The female worm lays eggs in the intestine of the host which pass out with faeces. On an average nearly 9,000 eggs are laid per day by a female.

Eggs:

The eggs are oval or elliptical in shape measuring 65 pm in length by 40 pm in breadth, colourless and protected by a transparent hyaline shell-membrane. An egg that comes out of the host body possesses an embryo up to 4-celled or 8-celled stage. The eggs, which passed out with the faeces, are not infective to man.

Development in Soil:

Under favourable conditions of environment like moisture, oxygen and temperature (about 68-85°F), the embryo develops into a rhabditiform larva or first stage juvenile; it is about 250 µm in length. This larva hatches out of the egg in the soil in about 48 hours. This larva possesses the mouth, buccal capsule, elongated pharynx, bulb-like oesophagus and intestine.

It feeds on bacteria and other debris of the soil and moults twice, on the third day and the fifth day. It then develops into a filariform larva measuring about 500 to 600 pm in length. It is the infective stage of the parasite. This larva does not feed but remains infective and alive for several weeks under favourable conditions. The time taken for development from eggs to filiform larvae, is on an average 8 to 10 days.

Infection to New Host:

The filiform larvae are infective to man. The larvae cast off their sheaths and penetrate the skin of a human host. The anterior end of the larva is provided with oral spears by which it penetrates the soft skin of the feet and hands, generally through hair follicles.

Migration and Later Development:

On reaching the subcutaneous tissues, the larvae enter into the lymphatic’s and small venules. They pass through the lymphatic-vascular system into the venous circulation and are carried through the right heart into the pulmonary capillaries, where they break through the capillary walls to enter into the alveolar spaces.

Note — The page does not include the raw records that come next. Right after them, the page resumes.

use crate::model::Item;
use crate::sink::postgres::{build_upsert, dedup_by_link};
use crate::sink::SinkError;

fn item(link: &str, title: &str) -> Item {
    Item {
        link: link.to_string(),
        title: title.to_string(),
        md5: format!("md5-{link}"),
        ..Item::default()
    }
}

#[test]
fn dedup_keeps_last_arrival_per_link() {
    let items = vec![
        item("https://example.com/a", "old"),
        item("https://example.com/a", "new"),
        item("https://example.com/b", "b"),
    ];

    let unique = dedup_by_link(&items);

    assert_eq!(unique.len(), 2);
    assert_eq!(unique[0].link, "https://example.com/a");
    assert_eq!(unique[0].title, "new");
    assert_eq!(unique[1].link, "https://example.com/b");
    assert_eq!(unique[1].title, "b");
}

#[test]
fn dedup_preserves_order_of_distinct_links() {
    let items = vec![
        item("https://example.com/1", "one"),
        item("https://example.com/2", "two"),
        item("https://example.com/3", "three"),
    ];

    let unique = dedup_by_link(&items);

    let links: Vec<&str> = unique.iter().map(|i| i.link.as_str()).collect();
    assert_eq!(
        links,
        vec![
            "https://example.com/1",
            "https://example.com/2",
            "https://example.com/3"
        ]
    );
}

#[test]
fn dedup_of_empty_batch_is_empty() {
    assert!(dedup_by_link(&[]).is_empty());
}

#[test]
fn database_error_debug_keeps_the_cause() {
    // The batcher logs sink failures in Debug form; the underlying
    // database error must survive in that rendering.
    let err = SinkError::Database(sqlx::Error::PoolClosed);
    assert!(format!("{err:?}").contains("PoolClosed"));
    assert_eq!(err.to_string(), "database write failed");
}

#[test]
fn upsert_statement_carries_conflict_clause() {
    let items = vec![item("https://example.com/a", "a"), item("https://example.com/b", "b")];
    let unique = dedup_by_link(&items);

    let mut query = build_upsert(&unique);
    let sql = query.sql();

    assert!(sql.starts_with("INSERT INTO feed "));
    assert!(sql.contains(
        "(time, md5, source_name, parsed, title, description, full_text, link, enclosure, category)"
    ));
    assert!(sql.contains("ON CONFLICT (link) DO UPDATE SET"));
    assert!(sql.contains("title = EXCLUDED.title"));
    assert!(sql.contains("category = EXCLUDED.category"));
    // Identity fields must not be refreshed on conflict.
    assert!(!sql.contains("md5 = EXCLUDED"));
    assert!(!sql.contains("link = EXCLUDED"));
}

#[test]
fn upsert_statement_binds_ten_columns_per_row() {
    let items = vec![item("https://example.com/a", "a"), item("https://example.com/b", "b")];
    let unique = dedup_by_link(&items);

    let mut query = build_upsert(&unique);
    let sql = query.sql();

    // Two rows of ten placeholders each.
    assert!(sql.contains("$10"));
    assert!(sql.contains("$20"));
    assert!(!sql.contains("$21"));
}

They then migrate on the bronchi → trachea → larynx, and crawl over the epiglottis to the back of the pharynx and are finally swallowed. During its migration, when it reaches to oesophagus, its third moulting occurs and a terminal buccal capsule is formed. The time taken in this migration is about 10 days.

Thus, finally the growing larvae settle down in the small intestine and undergo fourth and final moult to become the adults. In about 3 to 4 weeks time they become sexually mature to repeat the life history again. The life span of the adult worm in human intestine has been estimated differently by different workers; generally it is believed to be 3 to 4 years.

7. Diagnosis, Disease and Pathogenicity of Ancylostoma Duodenale:

The infection of hookworm is easily diagnosed by the presence of its eggs in faecal smear from the patient. The disease caused by its infection is generally referred to as ancylostomiasis.

Pathogenicity of Ancylostoma Duodenale:

The hookworms are the most dangerous parasitic nematodes because they hold on to the intestinal villi and suck blood and body fluids of the host by their muscular pharynx, they also cut holes in the intestinal mucosa and leave bleeding wounds. It causes severe anaemia. In children, where incidence of infection is very great, they retard the physical and mental growth.

Some toxins secreted by the glands in the head region of worms cause stomachache, food fermentation, diarrhoea, constipation, dyspnea, palpitation of heart, eosinophilia, ill health and the patient may finally collapse.

During penetration of larvae in the skin, local irritation is caused resulting into inflammation of the surrounding tissues; these may result into tiny sores. The migratory larvae in lungs may cause haemorrhage and bronchial pneumonites.

8. Treatment and Prevention of Infection Caused by Ancylostoma Duodenale:

Drugs like carbon tetrachloride, thymol, oil of chenopodium, hexylresorcinol, etc., are used effectively to control the infection of Ancylostoma. Some other anti-helminth drugs like tetrachloroethylene and blephenium are found to be more effective and are safe to be used.

Prevention of Infection by Ancylostoma Duodenale:

The infection of Ancylostoma duodenale can be checked effectively by improving the sanitary conditions to avoid the contamination of faeces with the soil and other edibles, by protecting feet and hands from being touched with the soil. Children should be directed to keep their hands and nails clean.